[Opening SOURCE INFORMATION section]

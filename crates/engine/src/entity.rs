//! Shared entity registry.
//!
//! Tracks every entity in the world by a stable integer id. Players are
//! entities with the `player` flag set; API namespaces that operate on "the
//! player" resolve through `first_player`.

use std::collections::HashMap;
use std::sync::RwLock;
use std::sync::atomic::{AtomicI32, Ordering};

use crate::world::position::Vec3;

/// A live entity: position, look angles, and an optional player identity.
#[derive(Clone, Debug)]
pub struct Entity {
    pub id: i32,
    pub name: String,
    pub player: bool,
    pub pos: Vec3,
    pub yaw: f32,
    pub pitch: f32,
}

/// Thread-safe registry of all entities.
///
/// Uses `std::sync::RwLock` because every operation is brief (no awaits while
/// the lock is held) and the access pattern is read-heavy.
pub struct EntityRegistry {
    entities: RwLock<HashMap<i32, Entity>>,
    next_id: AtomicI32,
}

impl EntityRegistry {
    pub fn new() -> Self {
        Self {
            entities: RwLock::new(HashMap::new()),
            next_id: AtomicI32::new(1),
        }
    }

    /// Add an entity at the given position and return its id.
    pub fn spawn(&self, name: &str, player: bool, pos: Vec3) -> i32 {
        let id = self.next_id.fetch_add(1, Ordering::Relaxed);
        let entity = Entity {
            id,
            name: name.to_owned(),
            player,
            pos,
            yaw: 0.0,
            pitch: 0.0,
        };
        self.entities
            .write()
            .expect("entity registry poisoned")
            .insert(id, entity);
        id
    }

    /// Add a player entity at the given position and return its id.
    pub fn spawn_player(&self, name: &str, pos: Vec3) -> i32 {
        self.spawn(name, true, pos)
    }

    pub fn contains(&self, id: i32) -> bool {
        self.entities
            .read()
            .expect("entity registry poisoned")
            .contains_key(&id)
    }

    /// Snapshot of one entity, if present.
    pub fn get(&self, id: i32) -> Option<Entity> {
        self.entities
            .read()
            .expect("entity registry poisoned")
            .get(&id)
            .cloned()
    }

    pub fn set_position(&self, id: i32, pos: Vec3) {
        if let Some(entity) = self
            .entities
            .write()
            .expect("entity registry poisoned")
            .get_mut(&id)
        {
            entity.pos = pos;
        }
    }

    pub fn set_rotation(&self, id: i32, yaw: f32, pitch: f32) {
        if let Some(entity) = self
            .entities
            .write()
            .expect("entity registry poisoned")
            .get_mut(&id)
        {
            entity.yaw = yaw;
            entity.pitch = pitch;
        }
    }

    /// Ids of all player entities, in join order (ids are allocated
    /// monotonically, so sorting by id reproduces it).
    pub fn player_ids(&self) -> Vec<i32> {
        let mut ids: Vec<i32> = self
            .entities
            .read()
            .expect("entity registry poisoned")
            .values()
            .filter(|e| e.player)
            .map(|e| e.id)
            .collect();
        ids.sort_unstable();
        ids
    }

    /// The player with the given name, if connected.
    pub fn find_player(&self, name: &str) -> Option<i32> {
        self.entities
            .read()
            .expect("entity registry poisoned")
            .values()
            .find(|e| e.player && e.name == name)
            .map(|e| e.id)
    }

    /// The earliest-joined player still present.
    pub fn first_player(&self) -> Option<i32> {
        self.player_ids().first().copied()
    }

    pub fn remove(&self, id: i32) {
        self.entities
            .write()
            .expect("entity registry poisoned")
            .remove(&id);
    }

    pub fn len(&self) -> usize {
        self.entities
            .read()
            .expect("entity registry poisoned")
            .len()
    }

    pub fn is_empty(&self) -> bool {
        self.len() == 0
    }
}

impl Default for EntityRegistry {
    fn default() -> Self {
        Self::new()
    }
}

[Closing SOURCE INFORMATION section]

TASK INSTRUCTIONS: Show all lines in the records above that hold "sync".

EXPECTED ANSWER:
use std::sync::RwLock;
use std::sync::atomic::{AtomicI32, Ordering};
/// Uses `std::sync::RwLock` because every operation is brief (no awaits while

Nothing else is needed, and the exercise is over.